264. Ugly Number II - Python Solution
import heapq


def nthUglyNumber(n: int) -> int:
    heap = [1]
    seen = set(heap)

    factors = [2, 3, 5]
    current = 1

    # Pop the smallest ugly number n times
    for _ in range(n):
        current = heapq.heappop(heap)  # Pop the smallest ugly number

        for factor in factors:
            new = current * factor
            if new not in seen:
                seen.add(new)
                heapq.heappush(heap, new)

    return current


print(nthUglyNumber(10))  # 12

378. Kth Smallest Element in a Sorted Matrix

  • LeetCode | LeetCode CH (Medium)

  • Tags: array, binary search, sorting, heap priority queue, matrix

  • Given an n x n matrix where each of the rows and columns are sorted in ascending order, return the k-th smallest element in the matrix.
378. Kth Smallest Element in a Sorted Matrix - Python Solution
from heapq import heapify, heappop, heappush
from typing import List


# Heap - Merge K Sorted
def kthSmallestHeap(matrix: List[List[int]], k: int) -> int:
    n = len(matrix)
    heap = [(matrix[i][0], i, 0) for i in range(n)]
    heapify(heap)

    for _ in range(k - 1):
        _, row, col = heappop(heap)

        if col + 1 < n:
            heappush(heap, (matrix[row][col + 1], row, col + 1))

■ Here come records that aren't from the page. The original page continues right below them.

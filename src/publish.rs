use core::fmt::Debug;

use crate::error::Error;
use crate::feed::Feed;
use crate::payload::Payload;

/// An MQTT client able to publish a message on a topic.
pub trait Publish {
    type Error: Debug;

    async fn publish(&mut self, topic: &str, payload: &[u8]) -> Result<(), Self::Error>;
}

#[derive(Debug, PartialEq, Eq)]
pub enum PublishError<E> {
    Client(E),
    Encode(Error),
}

/// Publishes on one feed through a borrowed client.
pub struct FeedPublisher<'c, 'f, C> {
    client: &'c mut C,
    feed: &'f Feed,
}

impl<'c, 'f, C> FeedPublisher<'c, 'f, C>
where
    C: Publish,
{
    pub fn new(client: &'c mut C, feed: &'f Feed) -> Self {
        Self { client, feed }
    }

    pub fn feed(&self) -> &Feed {
        self.feed
    }

    pub async fn publish(&mut self, payload: &[u8]) -> Result<(), PublishError<C::Error>> {
        log::debug!(
            "Publishing {} bytes to feed {} on {}",
            payload.len(),
            self.feed.name(),
            self.feed.topic()
        );

        self.client
            .publish(self.feed.topic().as_str(), payload)
            .await
            .map_err(|e| {
                log::error!("Failed to publish to feed {}: {:?}", self.feed.name(), e);
                PublishError::Client(e)
            })
    }

    pub async fn publish_payload(
        &mut self,
        payload: &Payload<'_>,
    ) -> Result<(), PublishError<C::Error>> {
        let encoded = payload.encode().map_err(PublishError::Encode)?;
        self.publish(encoded.as_bytes()).await
    }
}

#[cfg(test)]
mod test {
    use embassy_futures::block_on;
    use std::{string::String, vec::Vec};

    use super::*;

    #[derive(Default)]
    struct Recorder {
        sent: Vec<(String, Vec<u8>)>,
        fail: bool,
    }

    #[derive(Debug, PartialEq)]
    struct Refused;

    impl Publish for Recorder {
        type Error = Refused;

        async fn publish(&mut self, topic: &str, payload: &[u8]) -> Result<(), Self::Error> {
            if self.fail {
                return Err(Refused);
            }
            self.sent.push((topic.into(), payload.into()));
            Ok(())
        }
    }

    #[test]
    fn publish_on_feed_topic() {
        let feed = Feed::new("Pond_Sensor", "12345").unwrap();
        let mut client = Recorder::default();

        let mut publisher = FeedPublisher::new(&mut client, &feed);
        assert_eq!(publisher.feed().name(), "Pond_Sensor");
        block_on(publisher.publish(b"field1=1.00")).unwrap();

        assert_eq!(
            client.sent,
            [(String::from("channels/12345/publish"), b"field1=1.00".to_vec())]
        );
    }

    #[test]
    fn publish_payload() {
        let feed = Feed::new("Pond_Sensor", "12345").unwrap();
        let mut client = Recorder::default();

        let mut payload = Payload::new().with_status("MQTTPUBLISH");
        payload.set_field(1, 19.5).unwrap();

        block_on(FeedPublisher::new(&mut client, &feed).publish_payload(&payload)).unwrap();

        assert_eq!(client.sent.len(), 1);
        assert_eq!(client.sent[0].1, b"field1=19.50&status=MQTTPUBLISH");
    }

    #[test]
    fn client_error_is_wrapped() {
        let feed = Feed::new("Pond_Sensor", "12345").unwrap();
        let mut client = Recorder {
            fail: true,
            ..Default::default()
        };

        let result = block_on(FeedPublisher::new(&mut client, &feed).publish(b"x"));
        assert_eq!(result, Err(PublishError::Client(Refused)));
    }

    #[test]
    fn encode_error_does_not_publish() {
        let feed = Feed::new("Pond_Sensor", "12345").unwrap();
        let mut client = Recorder::default();

        let status = " ".repeat(crate::PAYLOAD_CAPACITY);
        let payload = Payload::new().with_status(&status);

        let result = block_on(FeedPublisher::new(&mut client, &feed).publish_payload(&payload));
        assert_eq!(result, Err(PublishError::Encode(Error::PayloadTooLong)));
        assert!(client.sent.is_empty());
    }

    #[test]
    fn two_feeds_share_a_client() {
        let mut feeds = crate::Feeds::<2>::new();
        feeds.add("Pond_Sensor", "1").unwrap();
        feeds.add("Pump", "2").unwrap();
        let mut client = Recorder::default();

        for feed in feeds.iter() {
            block_on(FeedPublisher::new(&mut client, feed).publish(feed.name().as_bytes()))
                .unwrap();
        }

        let topics: Vec<_> = client.sent.iter().map(|(t, _)| t.as_str()).collect();
        assert_eq!(topics, ["channels/1/publish", "channels/2/publish"]);
    }
}
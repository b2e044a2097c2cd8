use crate::error::Error;
use crate::topic::{Topic, PUBLISH_SUFFIX, TOPIC_PREFIX};

/// A named outbound feed bound to one ThingSpeak channel.
#[derive(Debug, Clone, PartialEq, Eq)]
pub struct Feed {
    name: &'static str,
    topic: Topic,
}

impl Feed {
    /// Binds `name` to `channels/<channel_id>/publish`.
    pub fn new(name: &'static str, channel_id: &str) -> Result<Self, Error> {
        Ok(Self {
            name,
            topic: Topic::channel_feed(channel_id)?,
        })
    }

    /// Binds `name` to an already built topic, e.g. one produced by
    /// `channel_publish_topic!`.
    ///
    /// Anything but `channels/<CHANNEL_ID>/publish` with a non-empty channel
    /// ID is rejected with `Error::InvalidTopic`.
    pub fn with_topic(name: &'static str, topic: &str) -> Result<Self, Error> {
        let channel_id = topic
            .strip_prefix(TOPIC_PREFIX)
            .and_then(|rest| rest.strip_suffix(PUBLISH_SUFFIX))
            .filter(|channel_id| !channel_id.is_empty())
            .ok_or(Error::InvalidTopic)?;

        Self::new(name, channel_id)
    }

    pub fn name(&self) -> &'static str {
        self.name
    }

    pub fn topic(&self) -> &Topic {
        &self.topic
    }
}
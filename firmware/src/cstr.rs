use core::ffi::CStr;
use heapless::Vec;

#[derive(Debug)]
pub enum Error {
    BufferOverflow,
    InteriorNul,
}

// Builds a nul-terminated copy of `s`, trimmed of surrounding newlines, as
// mbedtls expects for server names and PEM data.
pub fn build_trimmed_c_str_vec<const N: usize>(s: &str) -> Result<Vec<u8, N>, Error> {
    let trimmed = s.trim_matches('\n');

    let mut buf: Vec<u8, N> = Vec::new();
    buf.extend_from_slice(trimmed.as_bytes())
        .map_err(|_| Error::BufferOverflow)?;
    buf.push(0).map_err(|_| Error::BufferOverflow)?;

    // reject early rather than at handshake
    as_c_str(&buf)?;

    Ok(buf)
}

pub fn as_c_str(buf: &[u8]) -> Result<&CStr, Error> {
    CStr::from_bytes_with_nul(buf).map_err(|_| Error::InteriorNul)
}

    return heappop(heap)[0]


# Binary Search
def kthSmallestBinarySearch(matrix: List[List[int]], k: int) -> int:
    n = len(matrix)

    def check(mid):
        i, j = n - 1, 0
        num = 0

        while i >= 0 and j < n:
            if matrix[i][j] <= mid:
                num += i + 1
                j += 1
            else:
                i -= 1

        return num >= k

    left, right = matrix[0][0], matrix[-1][-1]

    while left < right:
        mid = (left + right) // 2
        if check(mid):
            right = mid
        else:
            left = mid + 1

    return left


matrix = [[1, 5, 9], [10, 11, 13], [12, 13, 15]]
k = 8

print(kthSmallestHeap(matrix, k))  # 13
print(kthSmallestBinarySearch(matrix, k))  # 13

373. Find K Pairs with Smallest Sums

373. Find K Pairs with Smallest Sums - Python Solution
import heapq
from typing import List


# Heap - Merge K Sorted
def kSmallestPairs(
    nums1: List[int], nums2: List[int], k: int
) -> List[List[int]]:
    if not nums1 or not nums2 or k <= 0:
        return []

    result = []
    min_heap = []

    for j in range(min(k, len(nums2))):
        heapq.heappush(min_heap, (nums1[0] + nums2[j], 0, j))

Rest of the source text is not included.